▶ _Exercise_
Each line of the listing where "splat" appears should be reported.

▶ _Dataset entries_
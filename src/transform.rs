//! Transformation matrices for a column-major, right-handed pipeline.
//!
//! Every builder returns a [`Mat4`] (or [`Mat3`] for
//! [`normal_matrix3`]) whose columns are laid out the way a graphics API
//! expects its uniform matrices: the translation of an affine transform
//! occupies the first three rows of the last column, and a camera built by
//! [`look_at`] looks down its negative z axis.

use crate::angle::Angle;
use crate::mat::{Mat3, Mat4};
use crate::vec::{Vec3, splat};

/// Returns a matrix translating points by `t`.
///
/// Directions (w = 0 vectors) are unaffected.
pub fn translate(t: Vec3) -> Mat4 {
    Mat4::new([
        [1.0, 0.0, 0.0, 0.0],
        [0.0, 1.0, 0.0, 0.0],
        [0.0, 0.0, 1.0, 0.0],
        [t.x(), t.y(), t.z(), 1.0],
    ])
}

/// Returns a matrix scaling by `s` along each axis.
pub fn scale(s: Vec3) -> Mat4 {
    Mat4::new([
        [s.x(), 0.0, 0.0, 0.0],
        [0.0, s.y(), 0.0, 0.0],
        [0.0, 0.0, s.z(), 0.0],
        [0.0, 0.0, 0.0, 1.0],
    ])
}

/// Returns a matrix scaling uniformly by `s`.
pub fn scale_uniform(s: f32) -> Mat4 {
    scale(splat(s))
}

/// Returns a matrix rotating about the x axis by `a`.
pub fn rotate_x(a: Angle) -> Mat4 {
    let (sin, cos) = a.sin_cos();
    Mat4::new([
        [1.0, 0.0, 0.0, 0.0],
        [0.0, cos, sin, 0.0],
        [0.0, -sin, cos, 0.0],
        [0.0, 0.0, 0.0, 1.0],
    ])
}

/// Returns a matrix rotating about the y axis by `a`.
pub fn rotate_y(a: Angle) -> Mat4 {
    let (sin, cos) = a.sin_cos();
    Mat4::new([
        [cos, 0.0, -sin, 0.0],
        [0.0, 1.0, 0.0, 0.0],
        [sin, 0.0, cos, 0.0],
        [0.0, 0.0, 0.0, 1.0],
    ])
}

/// Returns a matrix rotating about the z axis by `a`.
///
/// A positive angle rotates counterclockwise when viewed from the
/// positive z direction:
/// ```
/// # use gfxmath::{assert_approx_eq, degs, transform::rotate_z, vec4};
/// let m = rotate_z(degs(90.0));
/// assert_approx_eq!((m * vec4(1.0, 0.0, 0.0, 1.0)).0, [0.0, 1.0, 0.0, 1.0]);
/// ```
pub fn rotate_z(a: Angle) -> Mat4 {
    let (sin, cos) = a.sin_cos();
    Mat4::new([
        [cos, sin, 0.0, 0.0],
        [-sin, cos, 0.0, 0.0],
        [0.0, 0.0, 1.0, 0.0],
        [0.0, 0.0, 0.0, 1.0],
    ])
}

/// Returns a matrix rotating about an arbitrary `axis` by `a`.
///
/// `axis` is normalized internally. Uses the Rodrigues form
/// `R = cos θ · I + sin θ · [axis]× + (1 − cos θ) · axis ⊗ axis`.
pub fn rotate(axis: Vec3, a: Angle) -> Mat4 {
    let [x, y, z] = axis.normalize().0;
    let (s, c) = a.sin_cos();
    let t = 1.0 - c;

    Mat4::new([
        [c + t * x * x, s * z + t * x * y, -s * y + t * x * z, 0.0],
        [-s * z + t * x * y, c + t * y * y, s * x + t * y * z, 0.0],
        [s * y + t * x * z, -s * x + t * y * z, c + t * z * z, 0.0],
        [0.0, 0.0, 0.0, 1.0],
    ])
}

/// Returns a view matrix for a camera at `eye` looking at `target`.
///
/// `up` orients the camera about its viewing axis; `(0, 1, 0)` is the
/// conventional choice. The camera basis is right-handed: the forward
/// axis is negated so that the camera looks down −z, and the eye position
/// is encoded as a translation by its negated projections onto the basis
/// vectors.
pub fn look_at(eye: Vec3, target: Vec3, up: Vec3) -> Mat4 {
    let fwd = (target - eye).normalize();
    let right = fwd.cross(up).normalize();
    let true_up = right.cross(fwd);

    Mat4::new([
        [right.x(), true_up.x(), -fwd.x(), 0.0],
        [right.y(), true_up.y(), -fwd.y(), 0.0],
        [right.z(), true_up.z(), -fwd.z(), 0.0],
        [
            -right.dot(eye),
            -true_up.dot(eye),
            fwd.dot(eye),
            1.0,
        ],
    ])
}

/// Returns a perspective projection matrix for a symmetric frustum.
///
/// `fovy` is the vertical field of view, `aspect` the width-to-height
/// ratio of the viewport, and `near` and `far` the distances of the
/// clipping planes (both positive). The projected w equals the negated
/// view-space z, so points between the planes map into the NDC cube after
/// the perspective divide.
pub fn perspective(fovy: Angle, aspect: f32, near: f32, far: f32) -> Mat4 {
    let f = 1.0 / (fovy / 2.0).tan();
    let depth = far - near;

    Mat4::new([
        [f / aspect, 0.0, 0.0, 0.0],
        [0.0, f, 0.0, 0.0],
        [0.0, 0.0, -(near + far) / depth, -1.0],
        [0.0, 0.0, -2.0 * near * far / depth, 0.0],
    ])
}

/// Returns an orthographic projection matrix mapping the axis-aligned box
/// given by `left`..`right`, `bottom`..`top`, `near`..`far` to the NDC
/// cube.
pub fn orthographic(
    left: f32,
    right: f32,
    bottom: f32,
    top: f32,
    near: f32,
    far: f32,
) -> Mat4 {
    let w = right - left;
    let h = top - bottom;
    let d = far - near;

    Mat4::new([
        [2.0 / w, 0.0, 0.0, 0.0],
        [0.0, 2.0 / h, 0.0, 0.0],
        [0.0, 0.0, -2.0 / d, 0.0],
        [
            -(left + right) / w,
            -(bottom + top) / h,
            -(near + far) / d,
            1.0,
        ],
    ])
}

/// Returns the normal matrix of `m`: the inverse of its transpose.
///
/// Transforming normals by this matrix keeps them perpendicular to their
/// surfaces even under nonuniform scaling.
pub fn normal_matrix(m: &Mat4) -> Mat4 {
    m.transpose().inverse()
}

/// Returns the normal matrix of `m` truncated to 3×3, for use on
/// direction vectors directly.
pub fn normal_matrix3(m: &Mat4) -> Mat3 {
    normal_matrix(m).resize()
}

▶ _Completed exercise_
use crate::vec::{Vec3, splat};
    scale(splat(s))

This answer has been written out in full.